Data to process.
※ ※ ※
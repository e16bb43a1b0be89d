use std::ffi::{OsStr, OsString};
use std::fs::{self, File};
use std::io::{BufWriter, Write};
use std::path::{Path, PathBuf};

use super::format::{format_general, COLUMN_PRECISION};
use super::model::RawMatrix;
use crate::error::{Result, SplitError};

/// Name of the directory, next to the input file, that receives column files.
pub const OUTPUT_DIR_NAME: &str = "extracted";

/// Reported after each column file is written.
#[derive(Debug, Clone, PartialEq, Eq)]
pub struct SplitProgress {
    /// 1-based column index.
    pub index: usize,
    pub total: usize,
    /// Display form of the file name; `path` holds the exact one.
    pub file_name: String,
    pub path: PathBuf,
}

/// `<parent of input>/extracted`. A bare file name resolves to `./extracted`.
pub fn output_dir_for(input: &Path) -> PathBuf {
    match input.parent() {
        Some(parent) if !parent.as_os_str().is_empty() => parent.join(OUTPUT_DIR_NAME),
        _ => PathBuf::from(OUTPUT_DIR_NAME),
    }
}

/// File name of the `index`-th (1-based) column file.
pub fn column_file_name(base_name: &OsStr, index: usize) -> OsString {
    let mut name = base_name.to_os_string();
    name.push(format!(".{index}"));
    name
}

/// Wipe `output_dir`, recreate it and write one text file per column.
///
/// Any I/O failure aborts immediately; files already written stay on disk.
/// Returns the number of files written.
pub fn split<F>(
    matrix: &RawMatrix,
    output_dir: &Path,
    base_name: &OsStr,
    mut progress: F,
) -> Result<usize>
where
    F: FnMut(&SplitProgress),
{
    recreate_dir(output_dir)?;

    let total = matrix.columns();
    for c in 0..total {
        let file_name = column_file_name(base_name, c + 1);
        let path = output_dir.join(&file_name);
        write_column(&path, matrix.column(c))?;
        log::debug!("wrote {} ({} lines)", path.display(), matrix.rows());

        progress(&SplitProgress {
            index: c + 1,
            total,
            file_name: file_name.to_string_lossy().into_owned(),
            path,
        });
    }

    log::info!("wrote {total} column files into {}", output_dir.display());
    Ok(total)
}

fn recreate_dir(dir: &Path) -> Result<()> {
    // symlink_metadata so a dangling link is also treated as existing
    match fs::symlink_metadata(dir) {
        Ok(meta) => {
            log::info!("removing existing {}", dir.display());
            let removed = if meta.is_dir() {
                fs::remove_dir_all(dir)
            } else {
                fs::remove_file(dir)
            };
            removed.map_err(|e| SplitError::io(format!("removing {}", dir.display()), e))?;
        }
        Err(e) if e.kind() == std::io::ErrorKind::NotFound => {}
        Err(e) => return Err(SplitError::io(format!("inspecting {}", dir.display()), e)),
    }

    fs::create_dir_all(dir).map_err(|e| SplitError::io(format!("creating {}", dir.display()), e))
}

fn write_column(path: &Path, values: impl Iterator<Item = f64>) -> Result<()> {
    let wrap = |e: std::io::Error| SplitError::io(format!("writing {}", path.display()), e);

    let file = File::create(path).map_err(wrap)?;
    let mut out = BufWriter::new(file);
    for v in values {
        writeln!(out, "{}", format_general(v, COLUMN_PRECISION)).map_err(wrap)?;
    }
    out.flush().map_err(wrap)
}

#[cfg(test)]
mod tests {
    use super::*;
    use crate::data::model::ByteOrder;

    fn matrix(rows: usize, columns: usize) -> RawMatrix {
        let values = (1..=rows * columns).map(|v| v as f64).collect();
        RawMatrix::from_row_major(rows, columns, values, ByteOrder::Little).unwrap()
    }

    #[test]
    fn test_output_dir_for() {
        assert_eq!(
            output_dir_for(Path::new("data/startup.$516")),
            PathBuf::from("data/extracted")
        );
        assert_eq!(output_dir_for(Path::new("m.bin")), PathBuf::from("extracted"));
        assert_eq!(column_file_name(OsStr::new("m.bin"), 3), OsString::from("m.bin.3"));
    }

    #[test]
    fn test_split_writes_one_file_per_column() {
        let tmp = tempfile::tempdir().unwrap();
        let out = tmp.path().join("extracted");
        let m = matrix(4, 3);

        let mut seen = Vec::new();
        let written = split(&m, &out, OsStr::new("m.bin"), |p| seen.push(p.clone())).unwrap();
        assert_eq!(written, 3);

        let indices: Vec<usize> = seen.iter().map(|p| p.index).collect();
        assert_eq!(indices, vec![1, 2, 3]);
        assert!(seen.iter().all(|p| p.total == 3));
        assert_eq!(seen[2].file_name, "m.bin.3");

        let col2 = fs::read_to_string(out.join("m.bin.2")).unwrap();
        assert_eq!(col2, "2\n5\n8\n11\n");
        for p in &seen {
            let text = fs::read_to_string(&p.path).unwrap();
            assert_eq!(text.lines().count(), 4);
        }
    }

    #[test]
    fn test_split_wipes_previous_output() {
        let tmp = tempfile::tempdir().unwrap();
        let out = tmp.path().join("extracted");
        fs::create_dir_all(out.join("nested")).unwrap();
        fs::write(out.join("sentinel.txt"), "stale").unwrap();
        fs::write(out.join("m.bin.9"), "stale").unwrap();

        split(&matrix(2, 2), &out, OsStr::new("m.bin"), |_| {}).unwrap();

        let mut names: Vec<String> = fs::read_dir(&out)
            .unwrap()
            .map(|e| e.unwrap().file_name().to_string_lossy().into_owned())
            .collect();
        names.sort();
        assert_eq!(names, vec!["m.bin.1", "m.bin.2"]);
    }

    #[test]
    fn test_split_replaces_plain_file() {
        let tmp = tempfile::tempdir().unwrap();
        let out = tmp.path().join("extracted");
        fs::write(&out, "not a directory").unwrap();

        split(&matrix(1, 1), &out, OsStr::new("x"), |_| {}).unwrap();
        assert!(out.is_dir());
        assert_eq!(fs::read_to_string(out.join("x.1")).unwrap(), "1\n");
    }

    #[test]
    fn test_split_creates_missing_parents() {
        let tmp = tempfile::tempdir().unwrap();
        let out = tmp.path().join("a").join("b").join("extracted");

        assert_eq!(split(&matrix(3, 1), &out, OsStr::new("x"), |_| {}).unwrap(), 1);
        assert!(out.join("x.1").is_file());
    }

    #[test]
    fn test_split_fails_when_parent_is_a_file() {
        let tmp = tempfile::tempdir().unwrap();
        let blocker = tmp.path().join("file");
        fs::write(&blocker, "plain file").unwrap();
        let out = blocker.join("extracted");

        let mut calls = 0;
        let err = split(&matrix(2, 2), &out, OsStr::new("m.bin"), |_| calls += 1).unwrap_err();

        assert_eq!(calls, 0);
        assert!(err.to_string().contains(&out.display().to_string()));
        match &err {
            SplitError::Io { source, .. } => assert!(source.raw_os_error().is_some()),
            other => panic!("expected Io, got {other:?}"),
        }
        let source = std::error::Error::source(&err).unwrap();
        assert!(source.downcast_ref::<std::io::Error>().is_some());
    }

    #[cfg(unix)]
    #[test]
    fn test_split_keeps_non_utf8_base_name() {
        use std::os::unix::ffi::OsStrExt;

        let tmp = tempfile::tempdir().unwrap();
        let out = tmp.path().join("extracted");
        let base = OsStr::from_bytes(b"\xffrun.bin");

        let mut seen = Vec::new();
        split(&matrix(1, 2), &out, base, |p| seen.push(p.clone())).unwrap();

        assert!(out.join(OsStr::from_bytes(b"\xffrun.bin.1")).is_file());
        assert!(out.join(OsStr::from_bytes(b"\xffrun.bin.2")).is_file());
        assert_eq!(fs::read_dir(&out).unwrap().count(), 2);
        assert_eq!(seen[0].path, out.join(OsStr::from_bytes(b"\xffrun.bin.1")));
        assert_eq!(seen[0].file_name, "\u{FFFD}run.bin.1");
    }
}
impl Priority {
    pub fn as_str(self) -> &'static str {
        match self {
            Priority::Low => "low",
            Priority::Normal => "normal",
            Priority::High => "high",
            Priority::Urgent => "urgent",
        }
    }
}

impl FromStr for Priority {
    type Err = ParseEnumError;

    fn from_str(s: &str) -> Result<Self, Self::Err> {
        match s {
            "low" => Ok(Priority::Low),
            "normal" => Ok(Priority::Normal),
            "high" => Ok(Priority::High),
            "urgent" => Ok(Priority::Urgent),
            other => Err(ParseEnumError {
                kind: "priority",
                value: other.to_string(),
            }),
        }
    }
}

/// Where the claim that opened a case came from.
#[derive(Debug, Clone, Copy, PartialEq, Eq, Hash, Serialize, Deserialize)]
#[serde(rename_all = "snake_case")]
pub enum ClaimOrigin {
    Webhook,
    PublicForm,
    Operator,
}

/// Ledger event types. One per stage, plus warranty decisions and notes.
#[derive(Debug, Clone, Copy, PartialEq, Eq, PartialOrd, Ord, Hash, Serialize, Deserialize)]
#[serde(rename_all = "snake_case")]
pub enum ServiceEventType {
    Received,
    Testing,
    SentToManufacturer,
    RepairedReplaced,
    BackToCustomer,
    WarrantyDecision,
    ServiceNote,
}

impl ServiceEventType {
    pub fn as_str(self) -> &'static str {
        match self {
            ServiceEventType::Received => "received",
            ServiceEventType::Testing => "testing",
            ServiceEventType::SentToManufacturer => "sent_to_manufacturer",
            ServiceEventType::RepairedReplaced => "repaired_replaced",
            ServiceEventType::BackToCustomer => "back_to_customer",
            ServiceEventType::WarrantyDecision => "warranty_decision",
            ServiceEventType::ServiceNote => "service_note",
        }
    }
}

impl fmt::Display for ServiceEventType {
    fn fmt(&self, f: &mut fmt::Formatter<'_>) -> fmt::Result {
        f.write_str(self.as_str())
    }
}

#[derive(Debug, Clone, Copy, PartialEq, Eq, Hash, Serialize, Deserialize)]
#[serde(rename_all = "snake_case")]
pub enum CommunicationChannel {
    Email,
    Sms,
    Phone,
    Portal,
}

// ── Records ──────────────────────────────────────────────────────────────────

/// One return/repair claim tracked end-to-end.
///
/// `version` is the optimistic concurrency counter: it starts at 0 on insert
/// and every successful [`update_case`](crate::ReturnStore::update_case)
/// increments it by one.
#[derive(Debug, Clone, PartialEq, Serialize, Deserialize)]
pub struct CaseRecord {
    pub id: String,
    pub version: i64,

    pub order_id: Option<String>,
    pub order_number: Option<String>,
    /// Dedup key. Unique among open cases.
    pub external_reference: String,
    pub claim_origin: ClaimOrigin,
    pub inventory_item_id: Option<String>,
    pub serial_number: Option<String>,

    pub customer_name: Option<String>,
    pub customer_email: Option<String>,
    pub customer_phone: Option<String>,

    #[serde(default)]
    pub warranty_status: WarrantyStatus,
    #[serde(default)]
    pub warranty_basis: WarrantyBasis,
    #[serde(default, with = "time::serde::rfc3339::option")]
    pub warranty_expires_at: Option<OffsetDateTime>,
    #[serde(default, with = "time::serde::rfc3339::option")]
    pub warranty_checked_at: Option<OffsetDateTime>,
    #[serde(default)]
    pub warranty_notes: Option<String>,

    pub stage: Stage,
    #[serde(default)]
    pub priority: Priority,
    #[serde(default)]
    pub assigned_to: Option<String>,
    #[serde(default, with = "time::serde::rfc3339::option")]
    pub sla_due_at: Option<OffsetDateTime>,

    #[serde(default, with = "time::serde::rfc3339::option")]
    pub received_at: Option<OffsetDateTime>,
    #[serde(default, with = "time::serde::rfc3339::option")]
    pub inspected_at: Option<OffsetDateTime>,
    #[serde(default, with = "time::serde::rfc3339::option")]
    pub shipped_back_at: Option<OffsetDateTime>,
    #[serde(default, with = "time::serde::rfc3339::option")]
    pub closed_at: Option<OffsetDateTime>,

    #[serde(default)]
    pub inbound_tracking_number: Option<String>,
    #[serde(default)]
    pub outbound_carrier: Option<String>,
    #[serde(default)]
    pub outbound_tracking_number: Option<String>,
    #[serde(default, with = "time::serde::rfc3339::option")]
    pub delivered_back_at: Option<OffsetDateTime>,

    pub issue_summary: Option<String>,
    #[serde(default)]
    pub issue_details: Option<serde_json::Value>,
    #[serde(default)]
    pub arrival_condition_report: Option<String>,
    #[serde(default)]
    pub arrival_condition_images: Vec<String>,

    #[serde(default)]
    pub external_ticket_id: Option<String>,

    #[serde(with = "time::serde::rfc3339")]
    pub created_at: OffsetDateTime,
    #[serde(with = "time::serde::rfc3339")]
    pub updated_at: OffsetDateTime,
}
※ ※ ※
Exercise directions. Where the line holding "let mut names: Vec<String>" appears in the listing above, start reproducing exactly, and end with the line holding "names.sort();".

Solution to the exercise.
        let mut names: Vec<String> = fs::read_dir(&out)
            .unwrap()
            .map(|e| e.unwrap().file_name().to_string_lossy().into_owned())
            .collect();
        names.sort();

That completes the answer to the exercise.